*Activity:* Beginning at the top of the data below, write out every line exactly until you reach the line with "let text_content: String", and include that line.

*Available records:*
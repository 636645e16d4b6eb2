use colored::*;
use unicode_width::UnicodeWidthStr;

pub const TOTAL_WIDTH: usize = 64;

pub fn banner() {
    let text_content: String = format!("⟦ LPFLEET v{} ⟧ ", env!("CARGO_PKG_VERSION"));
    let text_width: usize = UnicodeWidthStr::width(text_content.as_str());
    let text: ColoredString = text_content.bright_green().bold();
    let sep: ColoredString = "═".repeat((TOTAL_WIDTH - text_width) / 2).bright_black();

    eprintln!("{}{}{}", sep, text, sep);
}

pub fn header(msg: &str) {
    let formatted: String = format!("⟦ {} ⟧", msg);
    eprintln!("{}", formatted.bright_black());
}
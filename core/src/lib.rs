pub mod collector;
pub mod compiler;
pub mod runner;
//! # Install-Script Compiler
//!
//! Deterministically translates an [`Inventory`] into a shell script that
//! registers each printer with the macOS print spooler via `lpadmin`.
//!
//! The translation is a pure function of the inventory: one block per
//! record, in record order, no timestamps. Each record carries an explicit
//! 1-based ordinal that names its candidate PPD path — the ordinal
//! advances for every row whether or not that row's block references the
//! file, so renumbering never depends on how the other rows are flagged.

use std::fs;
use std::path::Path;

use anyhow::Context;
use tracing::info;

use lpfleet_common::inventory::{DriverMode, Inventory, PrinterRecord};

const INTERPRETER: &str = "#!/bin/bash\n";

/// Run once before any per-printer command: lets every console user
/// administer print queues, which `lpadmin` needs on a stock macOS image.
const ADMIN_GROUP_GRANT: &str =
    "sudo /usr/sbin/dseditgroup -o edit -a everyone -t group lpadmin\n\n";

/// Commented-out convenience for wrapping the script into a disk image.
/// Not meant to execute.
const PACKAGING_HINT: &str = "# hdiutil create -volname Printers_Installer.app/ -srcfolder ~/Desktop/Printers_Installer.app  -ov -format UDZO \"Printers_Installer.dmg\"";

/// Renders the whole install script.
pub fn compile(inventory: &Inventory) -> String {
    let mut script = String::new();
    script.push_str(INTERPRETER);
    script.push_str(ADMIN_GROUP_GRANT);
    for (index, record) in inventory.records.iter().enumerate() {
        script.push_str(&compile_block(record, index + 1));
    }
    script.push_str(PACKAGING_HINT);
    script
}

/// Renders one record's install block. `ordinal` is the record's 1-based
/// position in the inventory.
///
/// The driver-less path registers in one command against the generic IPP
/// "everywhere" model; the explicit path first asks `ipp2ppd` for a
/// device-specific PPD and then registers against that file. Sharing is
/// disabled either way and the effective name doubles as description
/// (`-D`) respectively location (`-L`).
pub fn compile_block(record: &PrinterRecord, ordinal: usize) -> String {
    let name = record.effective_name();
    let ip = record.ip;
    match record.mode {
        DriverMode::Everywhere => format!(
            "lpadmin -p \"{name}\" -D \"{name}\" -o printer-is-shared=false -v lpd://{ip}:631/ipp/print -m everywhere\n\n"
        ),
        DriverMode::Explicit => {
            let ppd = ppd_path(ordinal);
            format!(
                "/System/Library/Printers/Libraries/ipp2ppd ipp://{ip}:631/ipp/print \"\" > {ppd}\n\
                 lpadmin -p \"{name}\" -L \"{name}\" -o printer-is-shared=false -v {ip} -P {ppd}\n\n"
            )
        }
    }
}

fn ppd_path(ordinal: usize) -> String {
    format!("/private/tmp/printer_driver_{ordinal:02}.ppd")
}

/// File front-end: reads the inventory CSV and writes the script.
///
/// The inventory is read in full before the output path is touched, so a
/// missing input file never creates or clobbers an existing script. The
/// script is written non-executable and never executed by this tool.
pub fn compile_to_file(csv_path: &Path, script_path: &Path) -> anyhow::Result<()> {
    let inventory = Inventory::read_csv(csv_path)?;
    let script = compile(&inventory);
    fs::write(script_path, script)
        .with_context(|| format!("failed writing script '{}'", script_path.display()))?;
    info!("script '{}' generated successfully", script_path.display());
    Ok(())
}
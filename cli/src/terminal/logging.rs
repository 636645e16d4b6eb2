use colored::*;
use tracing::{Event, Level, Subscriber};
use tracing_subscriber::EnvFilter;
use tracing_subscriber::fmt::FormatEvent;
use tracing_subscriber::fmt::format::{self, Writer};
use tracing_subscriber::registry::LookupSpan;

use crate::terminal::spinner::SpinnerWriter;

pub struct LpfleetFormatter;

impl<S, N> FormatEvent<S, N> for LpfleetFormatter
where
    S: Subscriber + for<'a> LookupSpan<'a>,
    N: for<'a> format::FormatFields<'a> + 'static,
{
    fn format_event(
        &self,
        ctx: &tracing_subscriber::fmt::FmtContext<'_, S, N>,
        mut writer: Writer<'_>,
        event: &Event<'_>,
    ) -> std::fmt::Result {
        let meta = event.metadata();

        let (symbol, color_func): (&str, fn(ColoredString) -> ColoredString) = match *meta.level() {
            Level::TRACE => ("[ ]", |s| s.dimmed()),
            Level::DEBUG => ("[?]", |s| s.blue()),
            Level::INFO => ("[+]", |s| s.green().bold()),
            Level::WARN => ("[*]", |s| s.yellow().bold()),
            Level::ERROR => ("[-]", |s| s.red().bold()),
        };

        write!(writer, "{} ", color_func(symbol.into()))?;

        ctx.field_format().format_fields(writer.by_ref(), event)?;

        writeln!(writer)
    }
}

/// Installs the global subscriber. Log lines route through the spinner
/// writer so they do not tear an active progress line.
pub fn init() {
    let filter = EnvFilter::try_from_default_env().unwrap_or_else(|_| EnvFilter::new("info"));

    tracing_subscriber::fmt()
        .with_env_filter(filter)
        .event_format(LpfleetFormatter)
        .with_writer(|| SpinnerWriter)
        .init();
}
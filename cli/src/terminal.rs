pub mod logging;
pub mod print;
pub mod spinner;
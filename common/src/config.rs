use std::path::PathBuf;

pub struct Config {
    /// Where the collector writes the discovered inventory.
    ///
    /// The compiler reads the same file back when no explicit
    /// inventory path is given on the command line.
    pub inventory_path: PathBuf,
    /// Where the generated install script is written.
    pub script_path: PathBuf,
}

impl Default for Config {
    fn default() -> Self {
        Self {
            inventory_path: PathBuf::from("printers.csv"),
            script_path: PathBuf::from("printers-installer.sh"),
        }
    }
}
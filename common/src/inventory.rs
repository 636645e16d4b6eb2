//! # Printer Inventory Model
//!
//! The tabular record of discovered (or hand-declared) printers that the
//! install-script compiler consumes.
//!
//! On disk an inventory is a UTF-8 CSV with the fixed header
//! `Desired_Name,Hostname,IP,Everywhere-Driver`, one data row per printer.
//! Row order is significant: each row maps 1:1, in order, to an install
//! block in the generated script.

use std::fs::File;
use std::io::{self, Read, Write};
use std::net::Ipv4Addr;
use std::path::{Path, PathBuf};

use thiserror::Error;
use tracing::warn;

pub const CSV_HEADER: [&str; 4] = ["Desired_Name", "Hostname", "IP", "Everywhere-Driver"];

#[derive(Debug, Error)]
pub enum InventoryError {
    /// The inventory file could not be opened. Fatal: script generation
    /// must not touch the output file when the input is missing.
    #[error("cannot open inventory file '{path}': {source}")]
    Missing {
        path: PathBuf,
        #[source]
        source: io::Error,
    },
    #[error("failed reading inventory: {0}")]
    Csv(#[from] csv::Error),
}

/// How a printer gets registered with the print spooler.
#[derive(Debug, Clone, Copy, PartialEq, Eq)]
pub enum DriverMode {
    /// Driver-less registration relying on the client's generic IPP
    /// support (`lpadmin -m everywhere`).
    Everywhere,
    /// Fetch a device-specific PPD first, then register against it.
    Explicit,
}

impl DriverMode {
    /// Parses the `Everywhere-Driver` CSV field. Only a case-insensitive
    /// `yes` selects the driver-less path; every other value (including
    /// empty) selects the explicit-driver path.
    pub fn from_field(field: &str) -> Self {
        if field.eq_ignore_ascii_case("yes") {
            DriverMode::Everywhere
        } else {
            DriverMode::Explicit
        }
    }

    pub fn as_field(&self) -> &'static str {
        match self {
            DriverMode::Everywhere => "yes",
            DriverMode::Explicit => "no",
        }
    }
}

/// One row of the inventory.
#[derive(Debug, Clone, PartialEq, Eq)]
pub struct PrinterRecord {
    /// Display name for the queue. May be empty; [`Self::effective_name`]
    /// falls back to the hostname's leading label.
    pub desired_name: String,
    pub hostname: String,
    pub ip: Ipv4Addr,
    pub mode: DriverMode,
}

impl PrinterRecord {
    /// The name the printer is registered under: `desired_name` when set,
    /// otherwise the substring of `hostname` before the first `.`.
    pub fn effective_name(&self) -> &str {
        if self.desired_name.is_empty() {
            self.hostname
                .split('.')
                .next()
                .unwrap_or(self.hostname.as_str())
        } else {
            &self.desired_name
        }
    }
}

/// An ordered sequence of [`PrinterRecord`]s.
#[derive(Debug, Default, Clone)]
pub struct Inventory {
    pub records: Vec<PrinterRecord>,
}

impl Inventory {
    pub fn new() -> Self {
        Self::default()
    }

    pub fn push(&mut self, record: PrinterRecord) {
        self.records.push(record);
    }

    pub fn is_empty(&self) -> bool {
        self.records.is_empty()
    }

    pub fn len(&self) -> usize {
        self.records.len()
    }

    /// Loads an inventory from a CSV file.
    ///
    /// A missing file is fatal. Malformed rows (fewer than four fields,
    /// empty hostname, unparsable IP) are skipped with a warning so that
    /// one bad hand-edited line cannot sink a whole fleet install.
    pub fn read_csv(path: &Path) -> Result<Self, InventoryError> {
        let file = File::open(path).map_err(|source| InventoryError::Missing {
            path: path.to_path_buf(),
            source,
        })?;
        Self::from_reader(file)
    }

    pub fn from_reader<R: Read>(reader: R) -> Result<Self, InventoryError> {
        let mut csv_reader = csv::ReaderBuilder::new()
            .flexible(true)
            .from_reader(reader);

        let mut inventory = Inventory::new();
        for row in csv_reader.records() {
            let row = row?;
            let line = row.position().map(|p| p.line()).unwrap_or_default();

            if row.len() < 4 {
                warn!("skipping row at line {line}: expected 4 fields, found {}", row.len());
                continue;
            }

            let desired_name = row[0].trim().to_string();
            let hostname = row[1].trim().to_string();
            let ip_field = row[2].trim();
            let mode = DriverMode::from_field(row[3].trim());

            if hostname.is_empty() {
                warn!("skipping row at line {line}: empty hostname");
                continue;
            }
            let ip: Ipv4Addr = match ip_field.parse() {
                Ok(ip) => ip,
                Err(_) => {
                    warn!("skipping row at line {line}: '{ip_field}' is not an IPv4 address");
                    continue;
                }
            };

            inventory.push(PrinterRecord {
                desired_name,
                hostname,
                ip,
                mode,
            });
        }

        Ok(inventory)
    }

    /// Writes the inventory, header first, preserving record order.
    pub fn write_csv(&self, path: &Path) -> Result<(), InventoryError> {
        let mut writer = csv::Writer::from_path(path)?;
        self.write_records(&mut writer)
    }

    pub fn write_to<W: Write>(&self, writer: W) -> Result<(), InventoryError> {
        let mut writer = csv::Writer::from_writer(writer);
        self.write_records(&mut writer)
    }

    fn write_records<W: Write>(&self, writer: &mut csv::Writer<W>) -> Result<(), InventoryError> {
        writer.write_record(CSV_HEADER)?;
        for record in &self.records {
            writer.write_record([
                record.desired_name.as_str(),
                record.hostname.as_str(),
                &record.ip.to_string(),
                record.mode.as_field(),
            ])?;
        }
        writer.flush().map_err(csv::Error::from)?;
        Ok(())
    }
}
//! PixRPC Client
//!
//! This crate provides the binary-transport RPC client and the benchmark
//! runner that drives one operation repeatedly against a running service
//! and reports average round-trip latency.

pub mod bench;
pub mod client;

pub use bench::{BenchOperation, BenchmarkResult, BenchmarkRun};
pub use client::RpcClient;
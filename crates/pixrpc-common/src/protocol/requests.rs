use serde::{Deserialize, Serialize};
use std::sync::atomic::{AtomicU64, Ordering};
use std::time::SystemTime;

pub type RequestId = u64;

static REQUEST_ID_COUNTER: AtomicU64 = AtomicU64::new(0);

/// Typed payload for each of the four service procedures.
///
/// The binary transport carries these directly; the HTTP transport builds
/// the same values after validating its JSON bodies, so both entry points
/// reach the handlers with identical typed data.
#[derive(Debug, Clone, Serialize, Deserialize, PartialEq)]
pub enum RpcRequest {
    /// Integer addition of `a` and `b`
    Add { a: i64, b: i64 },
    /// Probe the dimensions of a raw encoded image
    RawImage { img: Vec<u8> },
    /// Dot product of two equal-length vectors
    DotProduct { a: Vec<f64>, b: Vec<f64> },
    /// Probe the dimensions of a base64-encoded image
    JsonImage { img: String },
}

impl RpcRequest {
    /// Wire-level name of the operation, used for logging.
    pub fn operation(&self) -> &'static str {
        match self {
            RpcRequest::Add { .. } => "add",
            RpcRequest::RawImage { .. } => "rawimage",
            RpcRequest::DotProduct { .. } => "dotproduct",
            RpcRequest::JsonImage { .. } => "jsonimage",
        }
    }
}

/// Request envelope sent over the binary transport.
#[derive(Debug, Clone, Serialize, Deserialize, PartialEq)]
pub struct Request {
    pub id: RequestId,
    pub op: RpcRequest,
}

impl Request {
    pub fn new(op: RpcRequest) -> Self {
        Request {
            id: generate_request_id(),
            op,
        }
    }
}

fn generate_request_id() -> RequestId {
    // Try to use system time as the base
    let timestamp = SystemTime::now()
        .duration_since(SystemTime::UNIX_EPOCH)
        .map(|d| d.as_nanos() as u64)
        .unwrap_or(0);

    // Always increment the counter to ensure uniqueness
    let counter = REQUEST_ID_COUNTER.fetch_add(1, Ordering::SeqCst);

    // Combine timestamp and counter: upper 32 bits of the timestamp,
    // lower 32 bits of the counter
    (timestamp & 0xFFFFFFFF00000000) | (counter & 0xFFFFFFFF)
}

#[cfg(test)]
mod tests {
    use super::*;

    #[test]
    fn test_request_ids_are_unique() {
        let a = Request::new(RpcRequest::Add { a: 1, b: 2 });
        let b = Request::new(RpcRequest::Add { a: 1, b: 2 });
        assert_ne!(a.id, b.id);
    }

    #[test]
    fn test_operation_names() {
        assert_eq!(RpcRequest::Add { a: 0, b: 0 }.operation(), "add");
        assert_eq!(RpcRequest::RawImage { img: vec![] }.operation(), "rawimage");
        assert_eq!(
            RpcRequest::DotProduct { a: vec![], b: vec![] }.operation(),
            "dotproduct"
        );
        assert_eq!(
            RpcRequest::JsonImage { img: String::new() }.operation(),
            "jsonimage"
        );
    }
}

*Written response:*
repository 636645e16d4b6eb2
use colored::*;
use unicode_width::UnicodeWidthStr;

pub const TOTAL_WIDTH: usize = 64;

pub fn banner() {
    let text_content: String = format!("⟦ LPFLEET v{} ⟧ ", env!("CARGO_PKG_VERSION"));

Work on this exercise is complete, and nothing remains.